_THE TASK:_
Copy the listing exactly. Omit nothing.

---+---

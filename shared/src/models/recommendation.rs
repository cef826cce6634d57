//! Plant recommendation models

use serde::{Deserialize, Serialize};
use serde_json::Value;

/// A recommended plant
#[derive(Debug, Clone, Serialize, Deserialize, PartialEq)]
pub struct Plant {
    pub name: String,
    #[serde(rename = "type")]
    pub plant_type: String,
    pub why: String,
    pub how_many: u32,
    pub placement: String,
    #[serde(default, skip_serializing_if = "Vec::is_empty")]
    pub care: Vec<String>,
    /// Provider confidence in [0, 1]
    pub confidence: f64,
}

/// Recommendation list returned to the dashboard
#[derive(Debug, Clone, Serialize, Deserialize, PartialEq)]
pub struct RecommendationResult {
    pub total_plants: u32,
    pub plants: Vec<Plant>,
    #[serde(default)]
    pub notes: Option<String>,
}

impl RecommendationResult {
    /// The fixed local recommendation used whenever the provider fails
    pub fn fallback() -> Self {
        Self {
            total_plants: 1,
            plants: vec![Plant {
                name: "Spider Plant".to_string(),
                plant_type: "indoor".to_string(),
                why: "Tolerant and filters light pollutants".to_string(),
                how_many: 1,
                placement: "indoor".to_string(),
                care: vec![
                    "moderate light".to_string(),
                    "keep soil slightly moist".to_string(),
                ],
                confidence: 0.6,
            }],
            notes: Some("Using local fallback due to AI unavailability.".to_string()),
        }
    }

    /// Plant count matches the list and every confidence lies in [0, 1]
    pub fn is_consistent(&self) -> bool {
        self.total_plants as usize == self.plants.len()
            && self
                .plants
                .iter()
                .all(|p| (0.0..=1.0).contains(&p.confidence))
    }
}

/// Why the provider could not produce a recommendation
#[derive(Debug, Clone, Copy, Serialize, Deserialize, PartialEq, Eq, Hash)]
#[serde(rename_all = "snake_case")]
pub enum AiErrorKind {
    InvalidPayload,
    NoApiKey,
    NoContent,
    ParseFailed,
    BadRequest,
    AuthError,
    RequestFailed,
}

impl AiErrorKind {
    pub fn code(&self) -> &'static str {
        match self {
            AiErrorKind::InvalidPayload => "invalid_payload",
            AiErrorKind::NoApiKey => "no_api_key",
            AiErrorKind::NoContent => "no_content",
            AiErrorKind::ParseFailed => "parse_failed",
            AiErrorKind::BadRequest => "bad_request",
            AiErrorKind::AuthError => "auth_error",
            AiErrorKind::RequestFailed => "request_failed",
        }
    }

    /// Classify a failed provider call by its HTTP status, if it got one
    pub fn from_status(status: Option<u16>) -> Self {
        match status {
            Some(400) => AiErrorKind::BadRequest,
            Some(401) => AiErrorKind::AuthError,
            _ => AiErrorKind::RequestFailed,
        }
    }
}

impl std::fmt::Display for AiErrorKind {
    fn fmt(&self, f: &mut std::fmt::Formatter<'_>) -> std::fmt::Result {
        f.write_str(self.code())
    }
}

/// A provider failure with the fallback shown in its place
#[derive(Debug, Clone, PartialEq)]
pub struct ProviderFailure {
    pub kind: AiErrorKind,
    pub message: String,
    pub fallback: RecommendationResult,
    /// Upstream HTTP status, when the provider answered
    pub status: Option<u16>,
    /// Reply text that could not be parsed
    pub raw: Option<String>,
    /// Provider envelope or error body
    pub details: Option<Value>,
}

impl ProviderFailure {
    pub fn new(kind: AiErrorKind, message: impl Into<String>) -> Self {
        Self {
            kind,
            message: message.into(),
            fallback: RecommendationResult::fallback(),
            status: None,
            raw: None,
            details: None,
        }
    }

    pub fn with_status(mut self, status: Option<u16>) -> Self {
        self.status = status;
        self
    }

    pub fn with_raw(mut self, raw: impl Into<String>) -> Self {
        self.raw = Some(raw.into());
        self
    }

    pub fn with_details(mut self, details: Value) -> Self {
        self.details = Some(details);
        self
    }
}

/// Result of one recommendation request.
///
/// A successful reply is kept as the JSON the provider produced; it is not
/// checked against [`RecommendationResult`].
#[derive(Debug, Clone, PartialEq)]
pub enum ProviderOutcome {
    Success { result: Value },
    Failure(ProviderFailure),
}

impl ProviderOutcome {
    pub fn failure(kind: AiErrorKind, message: impl Into<String>) -> Self {
        ProviderOutcome::Failure(ProviderFailure::new(kind, message))
    }

    pub fn error_kind(&self) -> Option<AiErrorKind> {
        match self {
            ProviderOutcome::Success { .. } => None,
            ProviderOutcome::Failure(failure) => Some(failure.kind),
        }
    }
}

impl From<ProviderFailure> for ProviderOutcome {
    fn from(failure: ProviderFailure) -> Self {
        ProviderOutcome::Failure(failure)
    }
}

---+---

_SOLUTION TO THE PROBLEM:_
filename shared/src/models/recommendation.rs
repository cef826cce6634d57
//! Plant recommendation models

use serde::{Deserialize, Serialize};
use serde_json::Value;

/// A recommended plant
#[derive(Debug, Clone, Serialize, Deserialize, PartialEq)]
pub struct Plant {
    pub name: String,
    #[serde(rename = "type")]
    pub plant_type: String,
    pub why: String,
    pub how_many: u32,
    pub placement: String,
    #[serde(default, skip_serializing_if = "Vec::is_empty")]
    pub care: Vec<String>,
    /// Provider confidence in [0, 1]
    pub confidence: f64,
}

/// Recommendation list returned to the dashboard
#[derive(Debug, Clone, Serialize, Deserialize, PartialEq)]
pub struct RecommendationResult {
    pub total_plants: u32,
    pub plants: Vec<Plant>,
    #[serde(default)]
    pub notes: Option<String>,
}

impl RecommendationResult {
    /// The fixed local recommendation used whenever the provider fails
    pub fn fallback() -> Self {
        Self {
            total_plants: 1,
            plants: vec![Plant {
                name: "Spider Plant".to_string(),
                plant_type: "indoor".to_string(),
                why: "Tolerant and filters light pollutants".to_string(),
                how_many: 1,
                placement: "indoor".to_string(),
                care: vec![
                    "moderate light".to_string(),
                    "keep soil slightly moist".to_string(),
                ],
                confidence: 0.6,
            }],
            notes: Some("Using local fallback due to AI unavailability.".to_string()),
        }
    }

    /// Plant count matches the list and every confidence lies in [0, 1]
    pub fn is_consistent(&self) -> bool {
        self.total_plants as usize == self.plants.len()
            && self
                .plants
                .iter()
                .all(|p| (0.0..=1.0).contains(&p.confidence))
    }
}

/// Why the provider could not produce a recommendation
#[derive(Debug, Clone, Copy, Serialize, Deserialize, PartialEq, Eq, Hash)]
#[serde(rename_all = "snake_case")]
pub enum AiErrorKind {
    InvalidPayload,
    NoApiKey,
    NoContent,
    ParseFailed,
    BadRequest,
    AuthError,
    RequestFailed,
}

impl AiErrorKind {
    pub fn code(&self) -> &'static str {
        match self {
            AiErrorKind::InvalidPayload => "invalid_payload",
            AiErrorKind::NoApiKey => "no_api_key",
            AiErrorKind::NoContent => "no_content",
            AiErrorKind::ParseFailed => "parse_failed",
            AiErrorKind::BadRequest => "bad_request",
            AiErrorKind::AuthError => "auth_error",
            AiErrorKind::RequestFailed => "request_failed",
        }
    }

    /// Classify a failed provider call by its HTTP status, if it got one
    pub fn from_status(status: Option<u16>) -> Self {
        match status {
            Some(400) => AiErrorKind::BadRequest,
            Some(401) => AiErrorKind::AuthError,
            _ => AiErrorKind::RequestFailed,
        }
    }
}

impl std::fmt::Display for AiErrorKind {
    fn fmt(&self, f: &mut std::fmt::Formatter<'_>) -> std::fmt::Result {
        f.write_str(self.code())
    }
}

/// A provider failure with the fallback shown in its place
#[derive(Debug, Clone, PartialEq)]
pub struct ProviderFailure {
    pub kind: AiErrorKind,
    pub message: String,
    pub fallback: RecommendationResult,
    /// Upstream HTTP status, when the provider answered
    pub status: Option<u16>,
    /// Reply text that could not be parsed
    pub raw: Option<String>,
    /// Provider envelope or error body
    pub details: Option<Value>,
}

impl ProviderFailure {
    pub fn new(kind: AiErrorKind, message: impl Into<String>) -> Self {
        Self {
            kind,
            message: message.into(),
            fallback: RecommendationResult::fallback(),
            status: None,
            raw: None,
            details: None,
        }
    }

    pub fn with_status(mut self, status: Option<u16>) -> Self {
        self.status = status;
        self
    }

    pub fn with_raw(mut self, raw: impl Into<String>) -> Self {
        self.raw = Some(raw.into());
        self
    }

    pub fn with_details(mut self, details: Value) -> Self {
        self.details = Some(details);
        self
    }
}

/// Result of one recommendation request.
///
/// A successful reply is kept as the JSON the provider produced; it is not
/// checked against [`RecommendationResult`].
#[derive(Debug, Clone, PartialEq)]
pub enum ProviderOutcome {
    Success { result: Value },
    Failure(ProviderFailure),
}

impl ProviderOutcome {
    pub fn failure(kind: AiErrorKind, message: impl Into<String>) -> Self {
        ProviderOutcome::Failure(ProviderFailure::new(kind, message))
    }

    pub fn error_kind(&self) -> Option<AiErrorKind> {
        match self {
            ProviderOutcome::Success { .. } => None,
            ProviderOutcome::Failure(failure) => Some(failure.kind),
        }
    }
}

impl From<ProviderFailure> for ProviderOutcome {
    fn from(failure: ProviderFailure) -> Self {
        ProviderOutcome::Failure(failure)
    }
}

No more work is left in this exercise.